Il semble que le scénario-catastrophe envisagé soit de tenir au moins jusqu’en janvier, en tentant de reprendre les villes rebelles par la puissance de feu, pour garantir un simulacre d’élections, avant d’envisager un départ massif des forces US, mission accomplished (libération du pays, élections, démocratie, discours à la gloire de l’Amérique, etc…). La sinistre farce irakienne serait ainsi achevée.

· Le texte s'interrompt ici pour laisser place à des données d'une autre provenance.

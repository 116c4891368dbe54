pub mod proof;

pub use proof::*;

use num_bigint::BigUint;
use num_traits::{ToPrimitive, Zero};
use tiny_keccak::{Hasher, Keccak};

/// A 32-byte keccak digest. Leaf digests are block hashes supplied by the
/// header store; internal digests are `keccak256(left ‖ right)`.
pub type Digest = alloy_primitives::B256;

/// Cumulative chain difficulty. Arbitrary precision because real chain
/// difficulties overflow machine integers once summed.
pub type Weight = BigUint;

/// Number of bits of precision used when a unit-interval fraction is turned
/// into a share of a weight. Matches the mantissa width of an `f64`.
pub const FRACTION_BITS: u32 = 53;

/// Compute keccak256 hash of data.
pub fn keccak256(data: &[u8]) -> [u8; 32] {
    let mut hasher = Keccak::v256();
    let mut output = [0u8; 32];
    hasher.update(data);
    hasher.finalize(&mut output);
    output
}

/// Digest of an internal node: `keccak256(left ‖ right)`.
pub fn hash_children(left: &Digest, right: &Digest) -> Digest {
    let mut hasher = Keccak::v256();
    let mut output = [0u8; 32];
    hasher.update(left.as_slice());
    hasher.update(right.as_slice());
    hasher.finalize(&mut output);
    Digest::from(output)
}

/// `num / den` as an `f64`.
///
/// Both operands are shifted down to their top 64 bits first so the division
/// stays finite for weights far beyond `f64::MAX`.
pub fn weight_ratio(num: &Weight, den: &Weight) -> f64 {
    if den.is_zero() {
        return 0.0;
    }
    let shift = num.bits().max(den.bits()).saturating_sub(64);
    let n = (num >> shift).to_u64().unwrap_or(u64::MAX);
    let d = (den >> shift).to_u64().unwrap_or(u64::MAX);
    if d == 0 {
        return f64::INFINITY;
    }
    n as f64 / d as f64
}

/// `floor(total × fraction)` with `fraction` clamped into `[0, 1)`.
///
/// The fraction is quantized to [`FRACTION_BITS`] bits so prover and verifier
/// land on the same integer target for the same draw.
pub fn scale_weight(total: &Weight, fraction: f64) -> Weight {
    let max = (1u64 << FRACTION_BITS) - 1;
    let scaled = (fraction.clamp(0.0, 1.0) * (1u64 << FRACTION_BITS) as f64) as u64;
    (total * scaled.min(max)) >> FRACTION_BITS
}

/// Minimal big-endian encoding of a weight; zero is the empty string.
pub fn weight_to_be_bytes(weight: &Weight) -> Vec<u8> {
    if weight.is_zero() {
        Vec::new()
    } else {
        weight.to_bytes_be()
    }
}

#[cfg(test)]
mod tests {
    use super::*;
    use hex_literal::hex;

    #[test]
    fn test_keccak256_empty() {
        assert_eq!(
            keccak256(&[]),
            hex!("c5d2460186f7233c927e7db2dcc703c0e500b653ca82273b7bfad8045d85a470")
        );
    }

    #[test]
    fn test_hash_children_is_keccak_of_concatenation() {
        let left = Digest::from([0x11; 32]);
        let right = Digest::from([0x22; 32]);
        let mut joined = [0u8; 64];
        joined[..32].copy_from_slice(left.as_slice());
        joined[32..].copy_from_slice(right.as_slice());
        assert_eq!(hash_children(&left, &right), Digest::from(keccak256(&joined)));
        assert_ne!(hash_children(&left, &right), hash_children(&right, &left));
    }

    #[test]
    fn test_weight_ratio_small_values() {
        let ratio = weight_ratio(&Weight::from(1u32), &Weight::from(4u32));
        assert!((ratio - 0.25).abs() < 1e-12);
        assert_eq!(weight_ratio(&Weight::from(7u32), &Weight::from(0u32)), 0.0);
    }

    #[test]
    fn test_weight_ratio_huge_values() {
        let den = Weight::from(1u32) << 4000u32;
        let num = &den >> 1u32;
        let ratio = weight_ratio(&num, &den);
        assert!((ratio - 0.5).abs() < 1e-12);
    }

    #[test]
    fn test_scale_weight() {
        let total = Weight::from(1000u32);
        assert_eq!(scale_weight(&total, 0.0), Weight::from(0u32));
        assert_eq!(scale_weight(&total, 0.5), Weight::from(500u32));
        // 1.0 is clamped just below the total
        assert_eq!(scale_weight(&total, 1.0), Weight::from(999u32));
        assert_eq!(scale_weight(&total, f64::NAN), Weight::from(0u32));
    }

    #[test]
    fn test_weight_to_be_bytes() {
        assert!(weight_to_be_bytes(&Weight::from(0u32)).is_empty());
        assert_eq!(weight_to_be_bytes(&Weight::from(0x0102u32)), vec![0x01, 0x02]);
    }
}
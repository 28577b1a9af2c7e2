//! Databricks API client module
//!
//! Transport, per-call request descriptors, and the resource operations
//! built on top of them.

mod client;
pub mod clusters;
pub mod connection;
pub mod execution;
pub mod helpers;
pub mod identity;
pub mod profile;
pub mod request;

pub use client::SatClient;
pub use clusters::{run_spark_versions_command, SparkVersion};
pub use connection::run_test_command;
pub use execution::{run_exec_command, CommandState, ExecOutcome, PollPolicy};
pub use helpers::{get_key, get_key_str};
pub use identity::run_whoami_command;
pub use profile::{CloudType, ProfileOverrides, ProfileResolver, SatProfile};
pub use request::{ApiTarget, RequestDescriptor};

Un point intéressant et plein d’incertitude est celui-ci : que se passerait-il si Kerry l’emportait ? Il n’entrerait en fonction que le 20 janvier 2005, le pouvoir formel restant à Bush et à son équipe pendant trois mois. Quelles seraient les décisions concernant l’Irak, et qui les prendrait, à un moment aussi crucial ? Les relations entre républicains et démocrates étant de guerre ouverte, la collaboration serait très probablement mauvaise, pour ne pas dire pire. On imagine aisément que l’administration Bush ne voudrait pas aider l’administration Kerry à tenter de rétablir la situation. C’est à cette occasion que des erreurs graves pourraient être commises, à cause de décisions prises selon les circonstances politiciennes à Washington, entraînant des conséquences catastrophiques sur le terrain.